- Film poster
- Directed by: Han Yew Kwang
- Starring: Nathan Hartono; Ferlyn Wong;
- Music by: Nathan Hartono and Ferlyn Wong
- Production companies: Clover Films; Wawa Pictures; Shining Entertainment Investment; Artistes Marketing Asia; AC Music Entertainment;
- Distributed by: Clover Films; Wawa Pictures;
- Release date: 14 February 2019;
- Running time: 107 minutes
- Country: Singapore
- Language: Mandarin

= When Ghost Meets Zombie =

2019 Singaporean romantic comedy film

When Ghost Meets Zombie (女鬼爱上尸) is a 2019 Singaporean Mandarin-language romantic comedy film directed by Han Yew Kwang. The film tells the story of a male zombie who is forced by a female ghost to join a male pageant competition, in order to fulfil her own pageant dreams. It is released on 14 February 2019 in Singapore, and 18 April 2019 in Malaysia.

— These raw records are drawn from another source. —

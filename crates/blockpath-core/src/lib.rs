//! **blockpath-core** — grid geometry and typed terrain storage.
//!
//! This crate provides the foundational types used by the *blockpath*
//! pathfinder: integer geometry primitives, terrain blocks carrying a
//! collidability flag, and a bounds-checked 2D [`Grid`] of blocks.

pub mod error;
pub mod geom;
pub mod grid;
pub mod terrain;

pub use error::GridError;
pub use geom::{Point, Range};
pub use grid::Grid;
pub use terrain::Block;
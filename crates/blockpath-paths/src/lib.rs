//! Shortest paths over 4-connected terrain grids.
//!
//! The centerpiece is [`find_path`], an A* search with unit step cost and
//! the Manhattan heuristic. It is deterministic: ties between equally scored
//! frontier nodes go to the node discovered first, and neighbors are
//! discovered north, west, east, south.
//!
//! - **A\*** shortest path ([`find_path`])
//! - **BFS** unit-cost distance maps ([`bfs_map`])
//!
//! Searches read the grid through the [`Passable`] trait, implemented for
//! [`blockpath_core::Grid`]. All search state is allocated per call and
//! dropped on return.
//!
//! ```
//! use blockpath_core::{Grid, Point};
//! use blockpath_paths::find_path;
//!
//! let grid = Grid::parse("...\n##.\n...").unwrap();
//! let path = find_path(&grid, Point::new(0, 0), Point::new(0, 2)).unwrap();
//! assert!(path.reaches(Point::new(0, 2)));
//! assert_eq!(path.steps(), 6);
//! ```

mod astar;
mod bfs;
mod distance;
mod error;
mod neighbors;
mod node;
mod path;
mod traits;

pub use astar::find_path;
pub use bfs::{DistanceMap, UNREACHABLE, bfs_map};
pub use distance::manhattan;
pub use error::{Endpoint, PathError};
pub use neighbors::{CARDINAL, Neighbors};
pub use path::Path;
pub use traits::Passable;
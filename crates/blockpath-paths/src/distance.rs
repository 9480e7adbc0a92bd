use blockpath_core::Point;

/// Manhattan (L1) distance between two points.
///
/// Admissible and consistent for unit-cost 4-connected movement.
#[inline]
pub fn manhattan(a: Point, b: Point) -> i32 {
    (a.x - b.x).abs() + (a.y - b.y).abs()
}
//! Demo collaborator for the blockpath pathfinder: random block maps, path
//! overlay and emoji rendering.

use blockpath_core::{Block, Grid, GridError, Point};
use blockpath_paths::Path;
use log::debug;
use rand::{Rng, RngExt};

/// Parameters for building a demo map.
#[derive(Debug, Clone, PartialEq)]
pub struct DemoConfig {
    pub width: i32,
    pub height: i32,
    /// Probability in `[0, 1]` that any given cell becomes a wall.
    pub wall_chance: f64,
    pub seed: Option<u64>,
}

impl Default for DemoConfig {
    fn default() -> Self {
        Self {
            width: 5,
            height: 5,
            wall_chance: 0.2,
            seed: None,
        }
    }
}

impl DemoConfig {
    /// Top-left corner.
    pub fn start(&self) -> Point {
        Point::ZERO
    }

    /// Bottom-right corner.
    pub fn goal(&self) -> Point {
        Point::new(self.width - 1, self.height - 1)
    }
}

/// Build a grid where each cell is a wall with probability
/// `config.wall_chance`. The start and goal corners are always left open.
pub fn generate(config: &DemoConfig, rng: &mut impl Rng) -> Result<Grid, GridError> {
    let mut grid = Grid::new(config.width, config.height);
    let chance = config.wall_chance.clamp(0.0, 1.0);
    for p in grid.bounds() {
        if rng.random_bool(chance) {
            grid.set(p, Block::Wall)?;
        }
    }
    grid.set(config.start(), Block::Air)?;
    grid.set(config.goal(), Block::Air)?;
    debug!(
        "generated {}x{} map with {} walls",
        grid.width(),
        grid.height(),
        grid.count(Block::Wall)
    );
    Ok(grid)
}

/// Mark every coordinate of `path` as [`Block::Pathway`].
pub fn overlay(grid: &mut Grid, path: &Path) -> Result<(), GridError> {
    for &p in path {
        grid.set(p, Block::Pathway)?;
    }
    Ok(())
}

/// Draw the grid as rows of block glyphs.
pub fn render(grid: &Grid) -> String {
    grid.rows()
        .map(|row| {
            row.iter()
                .map(|b| b.glyph().to_string())
                .collect::<Vec<_>>()
                .join(" ")
        })
        .collect::<Vec<_>>()
        .join("\n")
}
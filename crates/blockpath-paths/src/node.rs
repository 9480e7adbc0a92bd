use blockpath_core::Point;

// ---------------------------------------------------------------------------
// Search arena
// ---------------------------------------------------------------------------

/// A node discovered during one A* search. Lives in the search arena;
/// `parent` is an arena index, `None` for the start node.
#[derive(Debug, Clone)]
pub(crate) struct SearchNode {
    pub(crate) pos: Point,
    /// Row-major index of `pos` in the searched bounds.
    pub(crate) cell: usize,
    pub(crate) g: i32,
    pub(crate) h: i32,
    pub(crate) f: i32,
    pub(crate) parent: Option<usize>,
}

/// Per-cell search state, indexed by the cell's row-major index.
#[derive(Debug, Clone, Copy, PartialEq, Eq)]
pub(crate) enum Slot {
    Unseen,
    /// In the open set, holding the arena index of its node.
    Open(usize),
    Closed,
}

/// Heap entry referencing an arena node.
///
/// Ordered by `f`, then by arena index. Arena indices grow in insertion
/// order and a node keeps its index when improved in place, so the smallest
/// entry is exactly the first lowest-`f` node a linear scan of the open set
/// in insertion order would find.
#[derive(Clone, Copy, Debug, Eq, PartialEq)]
pub(crate) struct OpenEntry {
    pub(crate) node: usize,
    pub(crate) f: i32,
}

impl Ord for OpenEntry {
    fn cmp(&self, other: &Self) -> std::cmp::Ordering {
        // Reverse so BinaryHeap (max-heap) pops smallest (f, node) first.
        other
            .f
            .cmp(&self.f)
            .then_with(|| other.node.cmp(&self.node))
    }
}

impl PartialOrd for OpenEntry {
    fn partial_cmp(&self, other: &Self) -> Option<std::cmp::Ordering> {
        Some(self.cmp(other))
    }
}

#[cfg(test)]
mod tests {
    use super::*;
    use std::collections::BinaryHeap;

    #[test]
    fn heap_pops_lowest_f_then_earliest() {
        let mut heap = BinaryHeap::new();
        heap.push(OpenEntry { node: 3, f: 4 });
        heap.push(OpenEntry { node: 1, f: 6 });
        heap.push(OpenEntry { node: 2, f: 4 });
        heap.push(OpenEntry { node: 0, f: 5 });
        let order: Vec<_> = std::iter::from_fn(|| heap.pop().map(|e| e.node)).collect();
        assert_eq!(order, vec![2, 3, 0, 1]);
    }
}
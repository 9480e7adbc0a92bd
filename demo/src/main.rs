//! `blockpath` — generate a random block map, find the shortest path from
//! the top-left to the bottom-right corner, and print the result.

use blockpath_demo::{DemoConfig, generate, overlay, render};
use blockpath_paths::find_path;
use clap::Parser;
use log::{info, warn};
use rand::SeedableRng;
use rand::rngs::StdRng;

/// Command line arguments for the blockpath demo.
#[derive(Parser, Debug)]
#[command(name = "blockpath")]
#[command(about = "Shortest path across a random block map")]
#[command(version)]
struct Args {
    /// Map width in cells
    #[arg(long, default_value_t = 5, value_parser = clap::value_parser!(i32).range(1..))]
    width: i32,

    /// Map height in cells
    #[arg(long, default_value_t = 5, value_parser = clap::value_parser!(i32).range(1..))]
    height: i32,

    /// Probability that a cell becomes a wall
    #[arg(long, default_value_t = 0.2, value_parser = parse_chance)]
    wall_chance: f64,

    /// Random seed for map generation
    #[arg(short, long)]
    seed: Option<u64>,

    /// Log level (error, warn, info, debug, trace); overrides RUST_LOG
    #[arg(long)]
    log_level: Option<String>,
}

impl From<&Args> for DemoConfig {
    fn from(args: &Args) -> Self {
        Self {
            width: args.width,
            height: args.height,
            wall_chance: args.wall_chance,
            seed: args.seed,
        }
    }
}

fn parse_chance(s: &str) -> Result<f64, String> {
    let v: f64 = s.parse().map_err(|e| format!("{e}"))?;
    if (0.0..=1.0).contains(&v) {
        Ok(v)
    } else {
        Err(format!("{v} is not in [0, 1]"))
    }
}

fn main() -> Result<(), Box<dyn std::error::Error>> {
    let args = Args::parse();

    let mut logger = env_logger::Builder::from_default_env();
    if let Some(level) = &args.log_level {
        logger.parse_filters(level);
    }
    logger.init();

    let config = DemoConfig::from(&args);
    let mut grid = match config.seed {
        Some(seed) => generate(&config, &mut StdRng::seed_from_u64(seed))?,
        None => generate(&config, &mut rand::rng())?,
    };

    let (start, goal) = (config.start(), config.goal());
    let path = find_path(&grid, start, goal)?;
    if path.reaches(goal) {
        info!("found path {start} -> {goal} in {} steps", path.steps());
    } else {
        warn!("no path from {start} to {goal}");
    }

    overlay(&mut grid, &path)?;
    println!("{}", render(&grid));
    Ok(())
}
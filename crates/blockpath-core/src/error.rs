use crate::geom::{Point, Range};

/// Errors raised by [`Grid`](crate::Grid) access and parsing.
#[derive(Debug, Clone, PartialEq, Eq, thiserror::Error)]
pub enum GridError {
    /// A coordinate fell outside the grid extent.
    #[error("point {pos} is outside grid bounds {bounds}")]
    OutOfBounds { pos: Point, bounds: Range },
    /// A text map row does not match the width of the first row.
    #[error("map row {row} has width {found}, expected {expected}")]
    InconsistentSize {
        row: usize,
        expected: usize,
        found: usize,
    },
    /// A text map contains a character that is not a block symbol.
    #[error("map contains invalid symbol \u{201c}{ch}\u{201d} at {pos}")]
    InvalidSymbol { ch: char, pos: Point },
}
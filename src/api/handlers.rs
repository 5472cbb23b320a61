//! API HTTP 处理器

use std::convert::Infallible;

use axum::{
    Json,
    body::Body,
    extract::{Query, State},
    http::{StatusCode, header},
    response::{IntoResponse, Response},
};
use bytes::Bytes;

use crate::store::{EqualityFilter, Item, decode_item};

use super::{
    error::ApiError,
    middleware::AppState,
    query::{QueryPairs, validate_city},
    types::{ServerStatusResponse, TableStatusResponse},
};

/// GET {prefix}/all
/// 全表扫描，逐条输出 JSON 对象
pub async fn get_all(State(state): State<AppState>) -> Result<Response, ApiError> {
    ensure_table(&state).await?;

    let items = state
        .store
        .scan(&state.table_name, None)
        .await
        .map_err(ApiError::Store)?;

    records_response(&items)
}

/// GET {prefix}/status
/// 表名与记录数
pub async fn get_table_status(State(state): State<AppState>) -> Result<Response, ApiError> {
    let record_count = state
        .store
        .item_count(&state.table_name)
        .await
        .map_err(ApiError::Store)?;

    Ok(Json(TableStatusResponse {
        table: state.table_name.clone(),
        record_count,
    })
    .into_response())
}

/// GET {prefix}/status（status-only 变体）
pub async fn get_server_status() -> impl IntoResponse {
    Json(ServerStatusResponse::now())
}

/// GET {prefix}/search?city=<value>
/// 按 city 等值过滤扫描
pub async fn search(
    State(state): State<AppState>,
    Query(pairs): Query<QueryPairs>,
) -> Result<Response, ApiError> {
    // 中间件已校验过；处理器单独挂载时同样生效
    let city = validate_city(&pairs).map_err(ApiError::BadRequest)?;

    ensure_table(&state).await?;

    let filter = EqualityFilter::new("city", city);
    let items = state
        .store
        .scan(&state.table_name, Some(&filter))
        .await
        .map_err(ApiError::Store)?;

    records_response(&items)
}

/// 其他路径：空响应
pub async fn catch_all() -> StatusCode {
    StatusCode::OK
}

/// 确认配置的表存在
async fn ensure_table(state: &AppState) -> Result<(), ApiError> {
    let tables = state.store.list_tables().await.map_err(ApiError::Store)?;

    if tables.iter().any(|t| t == &state.table_name) {
        Ok(())
    } else {
        Err(ApiError::TableNotFound(state.table_name.clone()))
    }
}

/// 解码全部条目后以分块方式输出，每块一个 JSON 对象（无外层数组）
fn records_response(items: &[Item]) -> Result<Response, ApiError> {
    let chunks = items
        .iter()
        .map(|item| {
            let record = decode_item(item).map_err(ApiError::Decode)?;
            let json = serde_json::to_vec(&record).map_err(|e| ApiError::Decode(e.into()))?;
            Ok(Bytes::from(json))
        })
        .collect::<Result<Vec<_>, ApiError>>()?;

    let stream = futures::stream::iter(chunks.into_iter().map(Ok::<_, Infallible>));

    Ok((
        [(header::CONTENT_TYPE, "text/plain; charset=utf-8")],
        Body::from_stream(stream),
    )
        .into_response())
}
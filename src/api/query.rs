//! search 查询参数校验

use std::collections::HashSet;
use std::fmt;
use std::sync::OnceLock;

use axum::extract::Query;
use axum::extract::rejection::QueryRejection;
use axum::http::Uri;
use regex::Regex;

/// city 参数最大长度
pub const MAX_CITY_LEN: usize = 20;

static CITY_PATTERN: OnceLock<Regex> = OnceLock::new();

fn city_pattern() -> &'static Regex {
    CITY_PATTERN.get_or_init(|| Regex::new(r"^[-a-zA-Z0-9:]+$").expect("city 正则无效"))
}

/// city 参数校验失败原因（按检查顺序）
#[derive(Debug, Clone, Copy, PartialEq, Eq)]
pub enum CityQueryError {
    /// 不存在、为空或超长
    MissingOrLength,
    /// 查询参数不止一个
    TooManyParameters,
    /// 包含非法字符
    InvalidCharacters,
}

impl CityQueryError {
    pub fn message(&self) -> &'static str {
        match self {
            Self::MissingOrLength => {
                "400 - The query parameter either does not exist, is empty, or is too long"
            }
            Self::TooManyParameters => "400 - There are too many query parameters",
            Self::InvalidCharacters => {
                "400 - The query parameter contains characters that should not be in the parameter"
            }
        }
    }
}

impl fmt::Display for CityQueryError {
    fn fmt(&self, f: &mut fmt::Formatter<'_>) -> fmt::Result {
        f.write_str(self.message())
    }
}

impl std::error::Error for CityQueryError {}

/// 解码后的查询参数（保持原始顺序）
pub type QueryPairs = Vec<(String, String)>;

/// 从 URI 解析查询参数，无查询串时为空
pub fn query_pairs(uri: &Uri) -> Result<QueryPairs, QueryRejection> {
    Query::<QueryPairs>::try_from_uri(uri).map(|Query(pairs)| pairs)
}

/// 校验 search 的查询参数，返回 city 值
///
/// 重复的 city 取第一个值；参数名去重后必须只有 city 一个
pub fn validate_city(pairs: &[(String, String)]) -> Result<String, CityQueryError> {
    let city = match pairs.iter().find(|(k, _)| k == "city") {
        Some((_, v)) if !v.is_empty() && v.len() <= MAX_CITY_LEN => v,
        _ => return Err(CityQueryError::MissingOrLength),
    };

    let names: HashSet<&str> = pairs.iter().map(|(k, _)| k.as_str()).collect();
    if names.len() > 1 {
        return Err(CityQueryError::TooManyParameters);
    }

    if !city_pattern().is_match(city) {
        return Err(CityQueryError::InvalidCharacters);
    }

    Ok(city.clone())
}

The film stars Nathan Hartono and Ferlyn Wong, both playing their first lead roles in their careers.

==Synopsis==
The film tells the story of a male zombie named Pong who becomes a mechanical and aimless zombie. One day, he meets a free-spirited female ghost named Zhen Zhen. Hilarious drama unfolds when Zhen Zhen possesses Pong to realise her dream of winning a beauty pageant and forces him to join the male pageant competition.

==Cast==
- Nathan Hartono as Pong
- Ferlyn Wong as Zhen Zhen
- Fann Wong as Meng Na
- Jesseca Liu as Bai Bai
- Jeremy Chan as Lai Lai
- Gurmit Singh as Priest
- Andie Chen as Xiao Liang
- Kate Pang as Joe
- Suhaimi Yusof as Boat Man
- Yvonne Lim as Judge
- Dennis Chew as Hell Manager
- Jack Neo as "Mr Perfect" audition judge
- Shaun Chen as "Mr Perfect" audition judge
- Chen Tianwen as Village Head
- Zheng Geping as Gym Trainer
- Lee Teng as Host

==Music==
The official theme song, "等" (lit. 'Wait') was released Warner Music Singapore's YouTube channel, sung by Nathan and Ferlyn.